Karşıdaki bana geri basmam için zorlarken hak benim olduğu için hiç halimi bozmadan bekledim. Geri basmayınca indi biri arabadan, bende indim.
"Bacım bassana geri ağam var acelemiz var "dedi .
"Ben ne diye basacakmışım geri. Yol benim sen bas geri de yolumuza gidelim."
" Bacım ağam var diyorum ,ağam."
"Banane be ağandan benim de işim var."
" Zorluk çıkarma lan" hadi diyerek kolumdan tutup sıktı.

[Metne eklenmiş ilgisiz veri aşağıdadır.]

use crate::content::{Content, DETAIL_FALLBACK};
use crate::state::State;
use anyhow::Result;
use log::*;
use std::sync::Arc;
use tokio::sync::Mutex;

/// Specify different network event types.
///
#[derive(Debug, Clone)]
pub enum Event {
    ProjectManifest,
    ProjectTitles,
    ProjectDetail { id: String },
    ContactFragment,
}

/// Specify struct for managing state with network events.
///
pub struct Handler<'a> {
    state: &'a Arc<Mutex<State>>,
    content: &'a Content,
}

impl<'a> Handler<'a> {
    /// Return new instance with reference to state.
    ///
    pub fn new(state: &'a Arc<Mutex<State>>, content: &'a Content) -> Self {
        Handler { state, content }
    }

    /// Handle network events by type.
    ///
    pub async fn handle(&mut self, event: Event) -> Result<()> {
        debug!("Processing network event '{:?}'...", event);
        match event {
            Event::ProjectManifest => self.project_manifest().await?,
            Event::ProjectTitles => self.project_titles().await?,
            Event::ProjectDetail { id } => self.project_detail(id).await?,
            Event::ContactFragment => self.contact_fragment().await?,
        }
        Ok(())
    }

    /// Update state with the works-grid project list.
    ///
    async fn project_manifest(&mut self) -> Result<()> {
        info!("Fetching project manifest...");
        let projects = self.content.project_manifest().await;
        let mut state = self.state.lock().await;
        state.set_projects(projects);
        info!("Loaded project manifest.");
        Ok(())
    }

    /// Update state with the title of every known project. Failed titles
    /// keep their placeholder; the grid renders regardless.
    ///
    async fn project_titles(&mut self) -> Result<()> {
        info!("Fetching project titles...");
        let projects = {
            let state = self.state.lock().await;
            state.projects().to_vec()
        };
        for project in &projects {
            match self.content.project_title(project).await {
                Ok(title) => {
                    let mut state = self.state.lock().await;
                    state.set_project_title(&project.id, title);
                }
                Err(e) => warn!("Failed to fetch title for '{}': {}", project.id, e),
            }
        }
        info!("Loaded project titles.");
        Ok(())
    }

    /// Update state with a project's detail fragment. A failed fetch stores
    /// the fallback body so the detail view never stays on its placeholder.
    ///
    async fn project_detail(&mut self, id: String) -> Result<()> {
        info!("Fetching detail fragment for project '{}'...", id);
        let body = match self.content.project_detail(&id).await {
            Ok(body) => body,
            Err(e) => {
                error!("Failed to fetch detail for '{}': {}", id, e);
                DETAIL_FALLBACK.to_owned()
            }
        };
        let mut state = self.state.lock().await;
        state.set_project_detail(&id, body);
        Ok(())
    }

    /// Update state with the contact-section fragment.
    ///
    async fn contact_fragment(&mut self) -> Result<()> {
        info!("Fetching contact fragment...");
        let body = match self.content.contact_fragment().await {
            Ok(body) => body,
            Err(e) => {
                error!("Failed to fetch contact fragment: {}", e);
                DETAIL_FALLBACK.to_owned()
            }
        };
        let mut state = self.state.lock().await;
        state.set_contact_html(body);
        Ok(())
    }
}

#[cfg(test)]
mod tests {
    use super::*;
    use crate::state::test_support::new_shared_state;
    use httpmock::prelude::*;

    #[tokio::test]
    async fn project_detail_success() -> Result<()> {
        let server = MockServer::start();
        let mock = server.mock(|when, then| {
            when.method(GET).path("/projects/project-3/detail.html");
            then.status(200).body("<h1>Projekt 3</h1>");
        });

        let (state, _rx) = new_shared_state();
        let content = Content::new(&server.base_url());
        let mut handler = Handler::new(&state, &content);
        handler
            .handle(Event::ProjectDetail {
                id: "project-3".to_owned(),
            })
            .await?;

        mock.assert();
        let state = state.lock().await;
        assert_eq!(
            state.project_detail("project-3"),
            Some("<h1>Projekt 3</h1>")
        );
        Ok(())
    }

    #[tokio::test]
    async fn project_detail_falls_back_on_error() -> Result<()> {
        let server = MockServer::start();
        server.mock(|when, then| {
            when.method(GET).path("/projects/project-3/detail.html");
            then.status(404);
        });

        let (state, _rx) = new_shared_state();
        let content = Content::new(&server.base_url());
        let mut handler = Handler::new(&state, &content);
        handler
            .handle(Event::ProjectDetail {
                id: "project-3".to_owned(),
            })
            .await?;

        let state = state.lock().await;
        assert_eq!(state.project_detail("project-3"), Some(DETAIL_FALLBACK));
        Ok(())
    }

    #[tokio::test]
    async fn contact_fragment_success() -> Result<()> {
        let server = MockServer::start();
        let mock = server.mock(|when, then| {
            when.method(GET).path("/kontakt/content.html");
            then.status(200).body("<p>Kontakt</p>");
        });

        let (state, _rx) = new_shared_state();
        let content = Content::new(&server.base_url());
        let mut handler = Handler::new(&state, &content);
        handler.handle(Event::ContactFragment).await?;

        mock.assert();
        let state = state.lock().await;
        assert_eq!(state.contact_html(), Some("<p>Kontakt</p>"));
        Ok(())
    }

    #[tokio::test]
    async fn project_titles_fill_grid() -> Result<()> {
        let server = MockServer::start();
        for index in 1..=6 {
            server.mock(|when, then| {
                when.method(GET)
                    .path(format!("/projects/project-{}/title.txt", index));
                then.status(200).body(format!("Projekt {}\n", index));
            });
        }

        let (state, _rx) = new_shared_state();
        {
            let mut state = state.lock().await;
            state.set_projects(crate::content::default_projects());
        }
        let content = Content::new(&server.base_url());
        let mut handler = Handler::new(&state, &content);
        handler.handle(Event::ProjectTitles).await?;

        let state = state.lock().await;
        assert_eq!(state.project_title("project-1"), Some("Projekt 1"));
        assert_eq!(state.project_title("project-6"), Some("Projekt 6"));
        Ok(())
    }
}
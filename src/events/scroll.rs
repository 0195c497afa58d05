use crate::state::{State, WheelOutcome};
use anyhow::Result;
use log::*;

/// Document scroll position and dimensions at the time of a scroll event.
///
#[derive(Debug, Clone, Copy, PartialEq)]
pub struct ScrollMetrics {
    pub scroll_top: f64,
    pub viewport_height: f64,
    pub content_height: f64,
}

/// Viewport-relative top positions of the reveal anchors: the skills panel,
/// the emblem wrapper, and each timeline entry in display order.
///
#[derive(Debug, Clone, PartialEq)]
pub struct RevealAnchors {
    pub skills_top: f64,
    pub wrapper_top: f64,
    pub entry_tops: Vec<f64>,
}

/// Specify different scroll event types.
///
#[derive(Debug, Clone)]
pub enum Event {
    Wheel { delta_y: f64 },
    Scrolled { metrics: ScrollMetrics, anchors: RevealAnchors },
}

/// Specify struct for managing state with scroll events.
///
pub struct Handler;

impl Handler {
    /// Return new instance.
    ///
    pub fn new() -> Self {
        Handler
    }

    /// Handle scroll events by type. Wheel events return an outcome telling
    /// the embedder whether to suppress default scrolling; scrolled events
    /// always leave the default alone.
    ///
    pub fn handle(&self, state: &mut State, event: Event) -> Result<WheelOutcome> {
        trace!("Processing scroll event '{:?}'...", event);
        match event {
            Event::Wheel { delta_y } => Ok(state.handle_wheel(delta_y)),
            Event::Scrolled { metrics, anchors } => {
                state.handle_scrolled(&metrics, &anchors);
                Ok(WheelOutcome::default())
            }
        }
    }
}

impl Default for Handler {
    fn default() -> Self {
        Handler::new()
    }
}
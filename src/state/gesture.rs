//! Directional pointer-gesture recognition over the emblem.
//!
//! A leftward "page-turn" movement while hovering the emblem advances the
//! navigation cycle; rightward movement is intentionally inert. A fixed
//! cooldown window debounces repeated triggers.

use log::*;

/// Minimum normalized horizontal movement that counts as a gesture.
///
const MOVE_DETECTION_THRESHOLD: f64 = 0.02;

/// Cooldown window after an accepted gesture, in milliseconds. A pure timer,
/// deliberately not tied to rotation completion.
///
const TRIGGER_RESET_MS: f64 = 500.0;

/// Tracks pointer hit-testing and horizontal movement sign, emitting a
/// single debounced advance trigger per accepted gesture.
///
#[derive(Debug, Clone, Default)]
pub struct GestureRecognizer {
    hovering_target: bool,
    last_pointer_x: f64,
    cooldown_until: Option<f64>,
    advance_count: u32,
}

impl GestureRecognizer {
    pub fn new() -> Self {
        Self::default()
    }

    pub fn is_hovering_target(&self) -> bool {
        self.hovering_target
    }

    /// Number of accepted gestures so far. Monotonically increasing.
    ///
    pub fn advance_count(&self) -> u32 {
        self.advance_count
    }

    pub fn cooldown_active(&self, now_ms: f64) -> bool {
        matches!(self.cooldown_until, Some(until) if now_ms < until)
    }

    /// Record the hit-test result for the current pointer position.
    ///
    pub fn set_hovering(&mut self, hovering: bool) {
        self.hovering_target = hovering;
    }

    /// Feed one pointer-move sample. Returns true when a leftward gesture is
    /// accepted; `busy` reflects the callers' guards (mid-rotation, focused
    /// mode, focus transition), during which no gesture may fire. The last
    /// pointer position is updated on every call regardless of outcome.
    ///
    pub fn on_pointer_move(&mut self, x: f64, busy: bool, now_ms: f64) -> bool {
        let delta_x = x - self.last_pointer_x;
        let mut triggered = false;

        if self.hovering_target && !busy {
            if delta_x < -MOVE_DETECTION_THRESHOLD && !self.cooldown_active(now_ms) {
                debug!("Accepted leftward gesture, delta_x = {:.4}.", delta_x);
                self.cooldown_until = Some(now_ms + TRIGGER_RESET_MS);
                self.advance_count += 1;
                triggered = true;
            } else if delta_x > MOVE_DETECTION_THRESHOLD {
                debug!("Rightward movement ignored, delta_x = {:.4}.", delta_x);
            }
        }

        self.last_pointer_x = x;
        triggered
    }
}
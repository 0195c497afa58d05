//! Event handling module.
//!
//! This module contains handlers for different types of events:
//! - Pointer events: hover, movement gestures and clicks on the emblem
//! - Scroll events: wheel deltas and document scroll positions
//! - Network events: lazy fetches of presentation content fragments

pub mod network;
pub mod pointer;
pub mod scroll;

"Kolumu bırak" dedim tıslayarak. Ama duymuyordu bile bu sefer beni arabaya doğru itti ama bu fazlaydı kendimi tam atağa geçirirken arabadan dağ ayısı çıktı.
" İtine sahip çık fazla oluyo sonra ben sorumlu olmam." dedim. Sinirlenmişti.
" Sen eve git tek gidicem" dedi korumasına. Tek kaşımı kaldırıp baktım ona. Siyah bi takım elbise giymiş saçlarını fönlemişti. Havalıydı baktığında ama ayıydı.
"Geç sende çek arabanı." diyince gözlerine iyice baktım.
" Yol benim ya, benim neyi anlamıyorsun ?"dedim.
" İnadın olmasaydı işimin başındaydım." dedi.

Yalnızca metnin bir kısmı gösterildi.